= Task requirements =
What is needed is every line of the data that includes the word "PathBuf". Please copy each one.

= Material to process =
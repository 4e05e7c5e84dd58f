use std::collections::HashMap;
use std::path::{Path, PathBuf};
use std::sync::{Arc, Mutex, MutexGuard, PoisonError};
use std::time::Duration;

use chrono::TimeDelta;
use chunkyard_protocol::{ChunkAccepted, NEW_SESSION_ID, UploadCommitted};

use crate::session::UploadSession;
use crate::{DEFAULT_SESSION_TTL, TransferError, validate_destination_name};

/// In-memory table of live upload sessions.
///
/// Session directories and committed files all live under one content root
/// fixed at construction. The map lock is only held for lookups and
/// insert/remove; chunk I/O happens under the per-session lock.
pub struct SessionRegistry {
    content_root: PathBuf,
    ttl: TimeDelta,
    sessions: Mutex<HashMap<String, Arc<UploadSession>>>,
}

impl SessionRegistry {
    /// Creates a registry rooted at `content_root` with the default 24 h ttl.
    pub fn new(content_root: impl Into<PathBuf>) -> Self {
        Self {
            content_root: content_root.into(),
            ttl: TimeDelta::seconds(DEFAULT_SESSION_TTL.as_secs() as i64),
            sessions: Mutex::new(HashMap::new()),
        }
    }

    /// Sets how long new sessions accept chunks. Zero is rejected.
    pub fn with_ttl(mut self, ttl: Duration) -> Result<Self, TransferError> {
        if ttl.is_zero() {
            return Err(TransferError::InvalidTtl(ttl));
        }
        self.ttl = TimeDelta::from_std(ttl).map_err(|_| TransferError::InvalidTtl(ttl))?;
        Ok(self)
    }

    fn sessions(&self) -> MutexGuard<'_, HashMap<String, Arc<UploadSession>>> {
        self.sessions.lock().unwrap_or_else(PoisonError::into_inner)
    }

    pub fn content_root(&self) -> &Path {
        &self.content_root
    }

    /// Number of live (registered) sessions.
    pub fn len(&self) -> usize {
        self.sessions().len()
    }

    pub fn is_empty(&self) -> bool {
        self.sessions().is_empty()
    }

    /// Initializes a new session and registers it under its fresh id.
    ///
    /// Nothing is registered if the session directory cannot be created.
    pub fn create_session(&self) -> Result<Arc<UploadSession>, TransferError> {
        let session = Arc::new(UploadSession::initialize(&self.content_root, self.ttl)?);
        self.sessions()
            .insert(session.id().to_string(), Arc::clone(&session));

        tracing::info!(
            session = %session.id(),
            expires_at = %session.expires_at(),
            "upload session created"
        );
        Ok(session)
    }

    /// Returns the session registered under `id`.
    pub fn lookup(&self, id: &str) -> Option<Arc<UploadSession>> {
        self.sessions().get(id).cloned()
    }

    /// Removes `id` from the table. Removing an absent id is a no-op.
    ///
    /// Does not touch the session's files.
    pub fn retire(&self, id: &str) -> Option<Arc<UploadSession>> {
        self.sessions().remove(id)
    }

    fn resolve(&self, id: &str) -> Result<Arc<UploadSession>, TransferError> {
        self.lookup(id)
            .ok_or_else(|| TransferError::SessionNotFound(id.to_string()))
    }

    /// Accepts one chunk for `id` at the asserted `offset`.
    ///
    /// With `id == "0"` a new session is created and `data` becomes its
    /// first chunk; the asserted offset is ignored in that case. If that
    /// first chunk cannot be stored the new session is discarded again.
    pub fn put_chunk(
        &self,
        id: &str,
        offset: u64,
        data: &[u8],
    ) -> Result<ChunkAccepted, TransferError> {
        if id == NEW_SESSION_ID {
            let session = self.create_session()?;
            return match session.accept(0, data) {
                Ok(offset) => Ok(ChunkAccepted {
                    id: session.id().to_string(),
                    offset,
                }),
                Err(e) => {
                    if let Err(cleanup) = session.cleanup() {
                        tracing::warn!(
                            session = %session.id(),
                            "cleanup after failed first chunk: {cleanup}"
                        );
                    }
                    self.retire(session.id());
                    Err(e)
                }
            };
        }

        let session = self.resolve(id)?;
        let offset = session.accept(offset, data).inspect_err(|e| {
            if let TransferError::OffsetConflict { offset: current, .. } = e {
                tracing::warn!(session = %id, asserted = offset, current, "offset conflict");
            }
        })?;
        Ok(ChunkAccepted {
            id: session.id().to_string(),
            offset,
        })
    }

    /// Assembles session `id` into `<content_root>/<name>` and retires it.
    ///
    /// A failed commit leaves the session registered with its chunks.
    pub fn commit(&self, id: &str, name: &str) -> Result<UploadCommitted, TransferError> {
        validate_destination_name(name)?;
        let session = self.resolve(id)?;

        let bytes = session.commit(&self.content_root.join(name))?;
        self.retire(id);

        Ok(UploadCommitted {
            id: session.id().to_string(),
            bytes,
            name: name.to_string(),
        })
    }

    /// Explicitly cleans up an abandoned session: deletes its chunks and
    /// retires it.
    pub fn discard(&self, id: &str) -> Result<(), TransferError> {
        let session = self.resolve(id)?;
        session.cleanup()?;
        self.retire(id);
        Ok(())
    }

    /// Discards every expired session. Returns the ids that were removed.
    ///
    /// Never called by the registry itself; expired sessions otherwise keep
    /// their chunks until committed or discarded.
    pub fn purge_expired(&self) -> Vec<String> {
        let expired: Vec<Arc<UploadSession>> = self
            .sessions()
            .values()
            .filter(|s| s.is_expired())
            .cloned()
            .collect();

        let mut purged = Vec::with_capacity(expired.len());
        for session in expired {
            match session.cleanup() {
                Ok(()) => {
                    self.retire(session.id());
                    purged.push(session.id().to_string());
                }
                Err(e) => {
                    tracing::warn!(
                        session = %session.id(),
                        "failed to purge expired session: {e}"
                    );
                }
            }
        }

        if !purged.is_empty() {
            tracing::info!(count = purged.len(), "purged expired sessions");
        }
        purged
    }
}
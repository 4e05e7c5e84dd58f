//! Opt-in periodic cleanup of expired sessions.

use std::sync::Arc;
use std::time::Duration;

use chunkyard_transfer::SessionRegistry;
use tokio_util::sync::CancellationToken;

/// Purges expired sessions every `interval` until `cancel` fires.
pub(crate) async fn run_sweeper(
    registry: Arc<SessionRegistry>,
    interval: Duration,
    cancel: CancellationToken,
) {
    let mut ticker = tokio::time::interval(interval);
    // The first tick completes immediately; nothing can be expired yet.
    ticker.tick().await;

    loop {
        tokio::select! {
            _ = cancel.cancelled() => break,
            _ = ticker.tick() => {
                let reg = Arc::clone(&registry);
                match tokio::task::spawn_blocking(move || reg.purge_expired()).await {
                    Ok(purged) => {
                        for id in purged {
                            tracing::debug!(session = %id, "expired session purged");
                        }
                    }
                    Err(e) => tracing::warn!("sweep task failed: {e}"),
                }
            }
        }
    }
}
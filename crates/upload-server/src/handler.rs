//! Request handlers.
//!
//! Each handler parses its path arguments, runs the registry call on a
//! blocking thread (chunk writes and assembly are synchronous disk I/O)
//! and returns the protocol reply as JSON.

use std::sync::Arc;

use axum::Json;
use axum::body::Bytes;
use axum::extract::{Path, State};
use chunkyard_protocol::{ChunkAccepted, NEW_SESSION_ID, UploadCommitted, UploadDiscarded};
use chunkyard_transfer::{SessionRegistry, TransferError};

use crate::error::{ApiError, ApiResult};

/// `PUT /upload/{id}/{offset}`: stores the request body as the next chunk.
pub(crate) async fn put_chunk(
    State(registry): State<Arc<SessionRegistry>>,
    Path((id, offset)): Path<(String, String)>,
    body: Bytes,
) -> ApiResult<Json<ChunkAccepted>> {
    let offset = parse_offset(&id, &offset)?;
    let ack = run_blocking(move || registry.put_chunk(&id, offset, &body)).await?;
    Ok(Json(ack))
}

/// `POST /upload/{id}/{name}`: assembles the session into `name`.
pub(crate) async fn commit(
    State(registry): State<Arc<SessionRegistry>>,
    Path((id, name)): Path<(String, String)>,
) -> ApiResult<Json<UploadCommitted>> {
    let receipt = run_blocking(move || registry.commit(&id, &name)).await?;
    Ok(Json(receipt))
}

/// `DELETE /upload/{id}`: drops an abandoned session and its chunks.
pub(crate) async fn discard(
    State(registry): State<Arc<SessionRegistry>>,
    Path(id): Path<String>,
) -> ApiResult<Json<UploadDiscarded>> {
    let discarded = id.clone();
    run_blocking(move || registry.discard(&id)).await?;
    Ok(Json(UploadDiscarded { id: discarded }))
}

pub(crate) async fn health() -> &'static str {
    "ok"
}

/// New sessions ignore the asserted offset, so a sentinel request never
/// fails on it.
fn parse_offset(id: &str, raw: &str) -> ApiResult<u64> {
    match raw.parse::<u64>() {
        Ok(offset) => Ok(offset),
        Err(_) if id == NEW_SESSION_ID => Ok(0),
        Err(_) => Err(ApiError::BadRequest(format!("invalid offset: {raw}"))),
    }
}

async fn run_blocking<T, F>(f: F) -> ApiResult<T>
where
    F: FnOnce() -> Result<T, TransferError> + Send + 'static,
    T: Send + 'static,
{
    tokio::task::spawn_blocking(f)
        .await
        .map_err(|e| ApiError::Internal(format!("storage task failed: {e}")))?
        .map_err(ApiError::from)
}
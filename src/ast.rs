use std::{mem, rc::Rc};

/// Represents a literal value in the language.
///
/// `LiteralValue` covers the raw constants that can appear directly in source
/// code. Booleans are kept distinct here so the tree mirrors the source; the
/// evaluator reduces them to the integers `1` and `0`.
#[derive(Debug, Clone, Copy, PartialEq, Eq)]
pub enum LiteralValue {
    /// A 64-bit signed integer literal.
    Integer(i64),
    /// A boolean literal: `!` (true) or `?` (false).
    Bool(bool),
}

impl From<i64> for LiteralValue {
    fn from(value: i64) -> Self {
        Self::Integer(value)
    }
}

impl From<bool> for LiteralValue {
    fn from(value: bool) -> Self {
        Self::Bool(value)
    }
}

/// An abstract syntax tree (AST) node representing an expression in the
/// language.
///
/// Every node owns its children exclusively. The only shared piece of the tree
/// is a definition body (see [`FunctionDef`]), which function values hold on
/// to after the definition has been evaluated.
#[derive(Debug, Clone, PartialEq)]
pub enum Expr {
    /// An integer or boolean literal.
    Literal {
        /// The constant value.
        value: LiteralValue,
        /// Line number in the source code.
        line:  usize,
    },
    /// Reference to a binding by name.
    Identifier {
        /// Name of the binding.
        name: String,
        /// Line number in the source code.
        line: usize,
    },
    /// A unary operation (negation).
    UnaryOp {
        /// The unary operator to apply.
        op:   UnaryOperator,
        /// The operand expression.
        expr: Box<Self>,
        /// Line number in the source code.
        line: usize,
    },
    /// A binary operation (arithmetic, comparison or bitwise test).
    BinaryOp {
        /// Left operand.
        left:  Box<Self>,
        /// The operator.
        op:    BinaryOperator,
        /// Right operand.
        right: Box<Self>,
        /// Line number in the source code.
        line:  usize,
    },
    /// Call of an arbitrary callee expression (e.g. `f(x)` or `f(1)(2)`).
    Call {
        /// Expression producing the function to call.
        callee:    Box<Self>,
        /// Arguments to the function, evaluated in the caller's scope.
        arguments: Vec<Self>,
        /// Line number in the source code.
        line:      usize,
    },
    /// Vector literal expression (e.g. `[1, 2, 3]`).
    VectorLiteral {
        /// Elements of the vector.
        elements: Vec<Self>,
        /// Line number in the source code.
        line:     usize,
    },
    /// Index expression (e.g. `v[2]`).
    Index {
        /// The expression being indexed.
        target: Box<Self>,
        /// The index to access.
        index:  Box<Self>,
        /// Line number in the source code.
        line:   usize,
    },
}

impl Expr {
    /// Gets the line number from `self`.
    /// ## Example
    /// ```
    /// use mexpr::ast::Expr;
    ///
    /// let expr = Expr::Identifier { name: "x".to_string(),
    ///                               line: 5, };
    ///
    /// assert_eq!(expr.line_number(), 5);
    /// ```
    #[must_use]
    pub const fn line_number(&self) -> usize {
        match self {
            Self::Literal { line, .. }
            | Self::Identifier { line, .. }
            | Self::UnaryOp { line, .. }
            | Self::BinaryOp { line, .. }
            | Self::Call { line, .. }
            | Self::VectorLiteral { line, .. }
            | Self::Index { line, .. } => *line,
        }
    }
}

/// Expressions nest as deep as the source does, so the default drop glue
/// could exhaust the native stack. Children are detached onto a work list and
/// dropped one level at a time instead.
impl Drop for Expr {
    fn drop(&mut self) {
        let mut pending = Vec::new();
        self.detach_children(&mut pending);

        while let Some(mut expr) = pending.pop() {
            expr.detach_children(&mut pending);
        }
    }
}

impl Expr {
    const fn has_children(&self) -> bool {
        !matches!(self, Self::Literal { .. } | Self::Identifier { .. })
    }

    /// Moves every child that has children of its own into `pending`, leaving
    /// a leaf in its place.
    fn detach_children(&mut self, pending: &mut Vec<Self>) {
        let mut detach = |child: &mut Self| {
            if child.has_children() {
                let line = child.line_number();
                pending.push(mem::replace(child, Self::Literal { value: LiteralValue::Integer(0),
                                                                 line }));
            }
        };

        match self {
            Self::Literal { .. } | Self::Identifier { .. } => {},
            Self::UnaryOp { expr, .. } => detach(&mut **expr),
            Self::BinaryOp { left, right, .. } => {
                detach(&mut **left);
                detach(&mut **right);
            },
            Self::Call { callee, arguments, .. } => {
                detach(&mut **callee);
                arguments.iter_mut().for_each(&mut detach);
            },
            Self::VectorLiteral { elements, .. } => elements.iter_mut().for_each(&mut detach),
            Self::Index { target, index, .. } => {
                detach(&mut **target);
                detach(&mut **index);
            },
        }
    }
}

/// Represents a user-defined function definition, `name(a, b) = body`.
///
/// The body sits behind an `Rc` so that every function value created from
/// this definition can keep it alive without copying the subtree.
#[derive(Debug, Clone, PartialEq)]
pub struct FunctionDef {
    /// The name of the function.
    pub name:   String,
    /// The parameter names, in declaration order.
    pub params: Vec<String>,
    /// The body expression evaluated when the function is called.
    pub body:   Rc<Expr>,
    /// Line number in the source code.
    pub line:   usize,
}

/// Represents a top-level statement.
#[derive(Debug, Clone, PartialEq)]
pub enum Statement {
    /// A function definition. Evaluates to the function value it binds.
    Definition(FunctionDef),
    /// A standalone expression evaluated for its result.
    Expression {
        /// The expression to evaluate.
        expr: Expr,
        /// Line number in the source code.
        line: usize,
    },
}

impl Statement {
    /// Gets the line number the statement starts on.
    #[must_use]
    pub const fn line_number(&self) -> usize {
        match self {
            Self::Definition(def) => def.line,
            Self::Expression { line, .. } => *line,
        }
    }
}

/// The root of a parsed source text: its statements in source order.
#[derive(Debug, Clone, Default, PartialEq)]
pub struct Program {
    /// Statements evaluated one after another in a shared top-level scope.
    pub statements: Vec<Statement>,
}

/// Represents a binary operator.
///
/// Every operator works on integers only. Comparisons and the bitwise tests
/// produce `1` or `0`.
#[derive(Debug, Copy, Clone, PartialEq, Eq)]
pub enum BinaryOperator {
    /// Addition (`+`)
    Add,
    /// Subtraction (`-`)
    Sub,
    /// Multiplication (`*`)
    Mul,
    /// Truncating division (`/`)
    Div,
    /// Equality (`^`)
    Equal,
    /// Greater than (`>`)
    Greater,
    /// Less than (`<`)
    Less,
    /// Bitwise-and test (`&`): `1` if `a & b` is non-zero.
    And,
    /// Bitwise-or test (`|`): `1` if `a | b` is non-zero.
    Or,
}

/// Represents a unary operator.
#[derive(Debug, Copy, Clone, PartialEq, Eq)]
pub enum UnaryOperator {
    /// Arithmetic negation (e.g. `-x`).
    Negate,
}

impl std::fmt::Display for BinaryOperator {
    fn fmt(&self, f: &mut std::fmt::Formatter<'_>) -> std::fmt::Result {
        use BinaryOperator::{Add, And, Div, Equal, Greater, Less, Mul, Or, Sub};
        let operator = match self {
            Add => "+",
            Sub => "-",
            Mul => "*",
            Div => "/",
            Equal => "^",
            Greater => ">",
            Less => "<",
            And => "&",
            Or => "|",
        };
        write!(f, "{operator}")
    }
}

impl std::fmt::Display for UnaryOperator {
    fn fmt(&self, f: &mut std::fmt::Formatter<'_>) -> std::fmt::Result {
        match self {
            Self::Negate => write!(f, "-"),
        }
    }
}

= Result =
use std::path::{Path, PathBuf};
    content_root: PathBuf,
    pub fn new(content_root: impl Into<PathBuf>) -> Self {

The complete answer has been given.